Thomas’ legal challenge was initially reported by The Telegraph, shedding light on her behind-the-scenes efforts to challenge the ban. The details of the case were kept confidential until now due to the standard privacy protocol of the Court of Arbitration for Sport, where the case is being heard.

The new rules effectively prevent trans women from competing in women’s swimming events at the Olympics. This regulation came after Thomas, a University of Pennsylvania student at the time, made history as the first openly transgender woman to win an NCAA swimming championship.

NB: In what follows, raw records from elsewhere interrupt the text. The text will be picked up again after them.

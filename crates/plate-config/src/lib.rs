//! # plate-config
//!
//! Layered configuration loading for plateful using figment.
//!
//! Configuration sources (in priority order, highest wins):
//! 1. Environment variables (`PLATEFUL_*` prefix, `__` as separator)
//! 2. Project-level `.plateful/config.toml`
//! 3. User-level `~/.config/plateful/config.toml`
//! 4. Built-in defaults
//!
//! # Environment Variable Mapping
//!
//! `PLATEFUL_DATABASE__PATH` -> `database.path`,
//! `PLATEFUL_MIGRATION__SOURCE_DIR` -> `migration.source_dir`, etc.
//!
//! # Usage
//!
//! ```no_run
//! use plate_config::PlateConfig;
//!
//! let config = PlateConfig::load_with_dotenv().expect("config");
//! println!("database: {}", config.database.path);
//! ```

mod database;
mod error;
mod general;
mod migration;

pub use database::DatabaseConfig;
pub use error::ConfigError;
pub use general::GeneralConfig;
pub use migration::MigrationConfig;

use figment::{
    Figment,
    providers::{Env, Format, Serialized, Toml},
};
use serde::{Deserialize, Serialize};
use std::path::{Path, PathBuf};

/// Environment variable prefix for every setting.
pub const ENV_PREFIX: &str = "PLATEFUL_";

#[derive(Debug, Clone, Default, Deserialize, Serialize)]
pub struct PlateConfig {
    #[serde(default)]
    pub database: DatabaseConfig,
    #[serde(default)]
    pub migration: MigrationConfig,
    #[serde(default)]
    pub general: GeneralConfig,
}

impl PlateConfig {
    /// Load configuration from all sources (TOML files + environment variables).
    ///
    /// Does NOT call `dotenvy`; use [`Self::load_with_dotenv`] for `.env` support.
    ///
    /// # Errors
    ///
    /// Returns `ConfigError` if a source cannot be parsed or a value is invalid.
    pub fn load() -> Result<Self, ConfigError> {
        let config: Self = Self::figment().extract()?;
        config.validate()?;
        Ok(config)
    }

    /// Load configuration after reading the nearest `.env`, searching the
    /// current directory and then its parents.
    ///
    /// # Errors
    ///
    /// Returns `ConfigError` if a source cannot be parsed or a value is invalid.
    pub fn load_with_dotenv() -> Result<Self, ConfigError> {
        Self::load_dotenv_from_ancestors();
        Self::load()
    }

    /// Build the figment provider chain.
    ///
    /// Public so tests can inspect the figment or layer more providers on top.
    #[must_use]
    pub fn figment() -> Figment {
        let mut figment = Figment::from(Serialized::defaults(Self::default()));

        if let Some(global_path) = Self::global_config_path() {
            if global_path.exists() {
                figment = figment.merge(Toml::file(global_path));
            }
        }

        let local_path = PathBuf::from(".plateful/config.toml");
        if local_path.exists() {
            figment = figment.merge(Toml::file(local_path));
        }

        figment.merge(Env::prefixed(ENV_PREFIX).split("__"))
    }

    /// Reject values no command can work with.
    ///
    /// # Errors
    ///
    /// Returns `ConfigError::InvalidValue` naming the offending field.
    pub fn validate(&self) -> Result<(), ConfigError> {
        if self.database.path.trim().is_empty() {
            return Err(ConfigError::InvalidValue {
                field: "database.path".into(),
                reason: "must not be empty".into(),
            });
        }
        if self.migration.household_name.trim().is_empty() {
            return Err(ConfigError::InvalidValue {
                field: "migration.household_name".into(),
                reason: "must not be empty".into(),
            });
        }
        if self.general.default_limit == 0 {
            return Err(ConfigError::InvalidValue {
                field: "general.default_limit".into(),
                reason: "must be at least 1".into(),
            });
        }
        Ok(())
    }

    fn load_dotenv_from_ancestors() {
        let found = std::env::current_dir()
            .ok()
            .and_then(|cwd| find_dotenv(&cwd));
        if let Some(path) = found {
            let _ = dotenvy::from_path(&path);
        }
    }

    fn global_config_path() -> Option<PathBuf> {
        dirs::config_dir().map(|p| p.join("plateful").join("config.toml"))
    }
}

/// The `.env` closest to `start`, walking up to the filesystem root.
fn find_dotenv(start: &Path) -> Option<PathBuf> {
    start
        .ancestors()
        .map(|dir| dir.join(".env"))
        .find(|path| path.is_file())
}
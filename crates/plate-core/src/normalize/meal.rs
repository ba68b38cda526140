use chrono::DateTime;
use serde_json::Value;

use super::{
    bool_field, id_field, non_empty_object, normalize_selection_map, present, string_field,
    timestamp_field,
};
use crate::entities::{CompletionMap, MealRecord, MealReview, MealSelection};

/// A review document is canonical once `completions` is a non-empty map.
#[must_use]
pub fn is_canonical_review(doc: &Value) -> bool {
    non_empty_object(doc, "completions")
}

/// True for a legacy review whose `mainCompletion` will be dropped.
///
/// That field never recorded which food it referred to, so normalization
/// discards it instead of guessing.
#[must_use]
pub fn has_unrecoverable_main_completion(doc: &Value) -> bool {
    !is_canonical_review(doc) && present(doc, "mainCompletion")
}

/// Normalize a meal review.
///
/// Legacy reviews carry `mainCompletion` plus a food-keyed
/// `sideCompletions` map. Only `sideCompletions` is carried forward.
#[must_use]
pub fn normalize_review(doc: &Value) -> MealReview {
    let source = if is_canonical_review(doc) {
        doc.get("completions")
    } else {
        doc.get("sideCompletions")
    };

    MealReview {
        kid_id: id_field(doc, "kidId"),
        kid_name: string_field(doc, "kidName"),
        completions: completion_map(source),
        earned_star: bool_field(doc, "earnedStar").unwrap_or(false),
    }
}

fn completion_map(v: Option<&Value>) -> CompletionMap {
    v.and_then(Value::as_object)
        .map(|obj| {
            obj.iter()
                .map(|(food_id, level)| {
                    let level = level.as_str().and_then(|s| s.parse().ok());
                    (food_id.clone(), level)
                })
                .collect()
        })
        .unwrap_or_default()
}

#[must_use]
pub fn normalize_meal_selection(doc: &Value) -> MealSelection {
    MealSelection {
        kid_id: id_field(doc, "kidId"),
        kid_name: string_field(doc, "kidName"),
        selections: normalize_selection_map(doc),
    }
}

/// Normalize a meal record with all nested selections and reviews.
///
/// A missing `date` is derived from `completedAt` (UTC).
#[must_use]
pub fn normalize_meal(doc: &Value) -> MealRecord {
    let completed_at = timestamp_field(doc, "completedAt").unwrap_or(0);
    let date = match string_field(doc, "date") {
        d if !d.is_empty() => d,
        _ if completed_at > 0 => DateTime::from_timestamp_millis(completed_at)
            .map(|dt| dt.format("%Y-%m-%d").to_string())
            .unwrap_or_default(),
        _ => String::new(),
    };

    MealRecord {
        id: id_field(doc, "id").unwrap_or_default(),
        menu_id: id_field(doc, "menuId"),
        date,
        completed_at,
        selections: nested(doc, "selections", normalize_meal_selection),
        reviews: nested(doc, "reviews", normalize_review),
    }
}

fn nested<T>(doc: &Value, field: &str, f: fn(&Value) -> T) -> Vec<T> {
    doc.get(field)
        .and_then(Value::as_array)
        .map(|items| items.iter().map(f).collect())
        .unwrap_or_default()
}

In an interview with ABC News’ “Good Morning America” in May 2022, Thomas expressed her lifelong ambition to compete in the Olympics.

Thomas garnered attention and became a central figure in the global debate surrounding the participation of trans women in women’s sports. The controversy surrounding her NCAA win drew criticism from conservative media outlets, fueling the ongoing discussion on the topic.

Sayao, Thomas’ lawyer, expressed his view that the rules imposed by World Aquatics are discriminatory and cause significant harm to trans women. In explaining his stance, Sayao emphasized the vulnerabilities and higher rates of violence, abuse, and harassment that trans women face in society compared to cis women.

World Aquatics and the Court of Arbitration for Sport have not yet commented on the legal challenge launched by Thomas. However, the court confirmed the existence of the case and its agreement to make general information about the procedure public.

The statement from the Court of Arbitration for Sport highlights that Thomas acknowledges the importance of fair competition and recognizes the need for some regulations regarding transgender women in swimming. However, she argues that the specific provisions imposed by World Aquatics are invalid and discriminatory under various laws and charters, including the Olympic Charter, the World Aquatics Constitution, and Swiss law.

The timing of the hearing for Thomas’ legal challenge has not been determined at this stage. The case bears significance in the ongoing dialogue surrounding transgender inclusion in sports and the extent to which regulations should be implemented to ensure fair competition while respecting the rights of trans athletes.